When the past is forgotten, it comes back to haunt us. Yet we don't have to repeat that as we discover it. We might smash disruptive trends. Often, as parents see a kid suffering, they wonder if raising a child has done anything wrong. Unknowingly, any tragedy may have passed away, but by helping to discover a bond to the past, they may change it.
I'm asking parents to try to sort on their issues so they don't get passed on. For example, when a child is nervous, it could be that the adult is anxious. Children also disclose to parents what their parents concealed years before.
Generally, we go back to three centuries of family history to understand the process underlying trauma trends. That suggests that the family tree needs to be shaken by parents to see what comes out. Check for family secrets that have been glossed over or that are concealed. You might ask relatives to help, suggesting that the significant moments in the history of the family need to be understood. Did his first wife abandon Grandpa? It will set up a dynamic with a trauma that has never healed if he hurt her by leaving. Generations later, we can see that in a young adult who can't develop enduring romantic relationships.
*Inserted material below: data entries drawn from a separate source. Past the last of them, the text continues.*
//! # Subsystem Container
//!
//! Configuration plus the container that builds and owns every subsystem.

pub mod config;
pub mod subsystems;

pub use config::{load_config, ConfigError, NodeConfig};
pub use subsystems::{RuntimePorts, SubsystemContainer};
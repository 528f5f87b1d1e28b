//! Domain module for Key Handoff

pub mod ciphertext;
pub mod record;

pub use ciphertext::Ciphertext;
pub use record::{HandoffRecord, HandoffStatus};
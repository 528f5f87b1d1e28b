//! Error types for the Transaction Lifecycle

use dx_06_key_handoff::HandoffError;
use dx_07_action_submitter::SubmissionError;
use shared_types::{Address, PublishId, TransactionId, TxState};
use thiserror::Error;

/// Content store errors
#[derive(Debug, Clone, Error, PartialEq, Eq)]
pub enum ContentError {
    #[error("Content not found: {0}")]
    NotFound(String),

    #[error("Content store unavailable: {0}")]
    Unavailable(String),
}

/// Lifecycle errors
#[derive(Debug, Clone, Error, PartialEq, Eq)]
pub enum LifecycleError {
    /// Event or action names a transaction outside the active set
    #[error("Unknown transaction {tx_id}")]
    UnknownTransaction { tx_id: TransactionId },

    /// Trigger not valid from the current state
    #[error("Invalid transition for {tx_id:?}: {trigger} in state {state}")]
    InvalidTransition {
        tx_id: Option<TransactionId>,
        state: TxState,
        trigger: String,
    },

    /// On-chain buyer ciphertext missing from or different to the verified one
    #[error("Unverified buyer ciphertext for {tx_id}: {reason}")]
    UnverifiedCiphertext { tx_id: TransactionId, reason: String },

    /// A guard on the event's actor failed
    #[error("Rejected {trigger} for {tx_id:?}: {reason}")]
    Rejected {
        tx_id: Option<TransactionId>,
        trigger: String,
        reason: String,
    },

    #[error("Unknown listing {publish_id}")]
    UnknownListing { publish_id: PublishId },

    #[error("Transaction {tx_id} is already bound")]
    AlreadyBound { tx_id: TransactionId },

    #[error("Purchase of {publish_id} by {buyer} is already pending")]
    AlreadyPending { buyer: Address, publish_id: PublishId },

    #[error(transparent)]
    Submission(#[from] SubmissionError),

    #[error(transparent)]
    Handoff(#[from] HandoffError),

    #[error(transparent)]
    Content(#[from] ContentError),

    /// Persisted snapshot written by an incompatible version
    #[error("Unsupported snapshot version {found} (expected {expected})")]
    IncompatibleSnapshot { found: u32, expected: u32 },

    /// The engine was dropped while a handler still ran
    #[error("Lifecycle engine shut down")]
    ShutDown,
}

impl LifecycleError {
    /// Whether the error describes a dropped event rather than a failure.
    pub fn is_rejected_event(&self) -> bool {
        matches!(
            self,
            LifecycleError::UnknownTransaction { .. }
                | LifecycleError::InvalidTransition { .. }
                | LifecycleError::UnverifiedCiphertext { .. }
                | LifecycleError::Rejected { .. }
        )
    }
}

/// Result type for lifecycle operations
pub type LifecycleResult<T> = Result<T, LifecycleError>;
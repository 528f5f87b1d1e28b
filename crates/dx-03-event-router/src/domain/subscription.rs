//! Subscriptions

use super::routed::RoutedEvent;
use crate::ports::EventHandler;
use dx_01_event_decoder::EventName;
use shared_types::{Address, TransactionId};
use std::fmt;
use std::sync::Arc;
use uuid::Uuid;

#[derive(Debug, Clone, Copy, PartialEq, Eq, Hash)]
pub struct SubscriptionId(Uuid);

impl SubscriptionId {
    pub fn new() -> Self {
        Self(Uuid::new_v4())
    }
}

impl Default for SubscriptionId {
    fn default() -> Self {
        Self::new()
    }
}

impl fmt::Display for SubscriptionId {
    fn fmt(&self, f: &mut fmt::Formatter<'_>) -> fmt::Result {
        self.0.fmt(f)
    }
}

/// Which events of the subscribed name reach the handler.
#[derive(Debug, Clone, Copy, PartialEq, Eq)]
pub enum SubscriptionScope {
    /// Events of one business transaction.
    Transaction(TransactionId),
    /// Events naming the subscribing actor.
    Actor,
    /// Every event of the name.
    Any,
}

/// (actor, event name, scope, handler).
pub struct Subscription {
    pub id: SubscriptionId,
    pub actor: Address,
    pub event: EventName,
    pub scope: SubscriptionScope,
    pub handler: Arc<dyn EventHandler>,
    /// Registration order; handlers of one event run in this order.
    pub(crate) seq: u64,
}

impl Subscription {
    pub fn matches(&self, routed: &RoutedEvent) -> bool {
        if routed.name() != self.event {
            return false;
        }
        match self.scope {
            SubscriptionScope::Transaction(tx_id) => routed.transaction_id() == Some(tx_id),
            SubscriptionScope::Actor => routed.involves(&self.actor),
            SubscriptionScope::Any => true,
        }
    }

    pub fn transaction_id(&self) -> Option<TransactionId> {
        match self.scope {
            SubscriptionScope::Transaction(tx_id) => Some(tx_id),
            _ => None,
        }
    }
}

impl fmt::Debug for Subscription {
    fn fmt(&self, f: &mut fmt::Formatter<'_>) -> fmt::Result {
        f.debug_struct("Subscription")
            .field("id", &self.id)
            .field("actor", &self.actor)
            .field("event", &self.event)
            .field("scope", &self.scope)
            .field("handler", &self.handler.label())
            .finish()
    }
}
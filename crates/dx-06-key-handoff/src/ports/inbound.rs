//! Driving Ports (API - Inbound)

use crate::domain::{Ciphertext, HandoffStatus};
use crate::error::HandoffResult;
use async_trait::async_trait;
use shared_types::{Address, TransactionId};

/// Key handoff API used by the lifecycle engine.
#[async_trait]
pub trait KeyHandoffApi: Send + Sync {
    /// Re-encrypt the seller's ciphertext for the buyer.
    ///
    /// Returns the recorded result without calling the service again when
    /// the handoff already completed.
    async fn hand_off(
        &self,
        tx_id: TransactionId,
        seller_ciphertext: Ciphertext,
        seller: Address,
        buyer: Address,
    ) -> HandoffResult<Ciphertext>;

    /// Buyer ciphertext of a completed handoff.
    fn verified_ciphertext(&self, tx_id: &TransactionId) -> Option<Ciphertext>;

    fn status(&self, tx_id: &TransactionId) -> Option<HandoffStatus>;

    /// Drop the record of a terminated transaction.
    fn forget(&self, tx_id: &TransactionId);
}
To research family history I recommend that you draw a "genogram." How's that done?
Create a family tree, and write down the trauma or the complicated destinies faced by any member of the family. The genogram presents you with a visual and concrete experience of the stressful events in your family, which allows the associations between these events and the worries and anxieties you or your child have encountered easier to grasp.
Thus, once a connection has been made to the past, we need to create a new perspective and exercise the experience by using visualizations, interactions, physical experiences, and calming words. We take focus away from the trauma coping centers of the brain by doing such so that our minds can alter. We should interrupt the generational family trauma loop.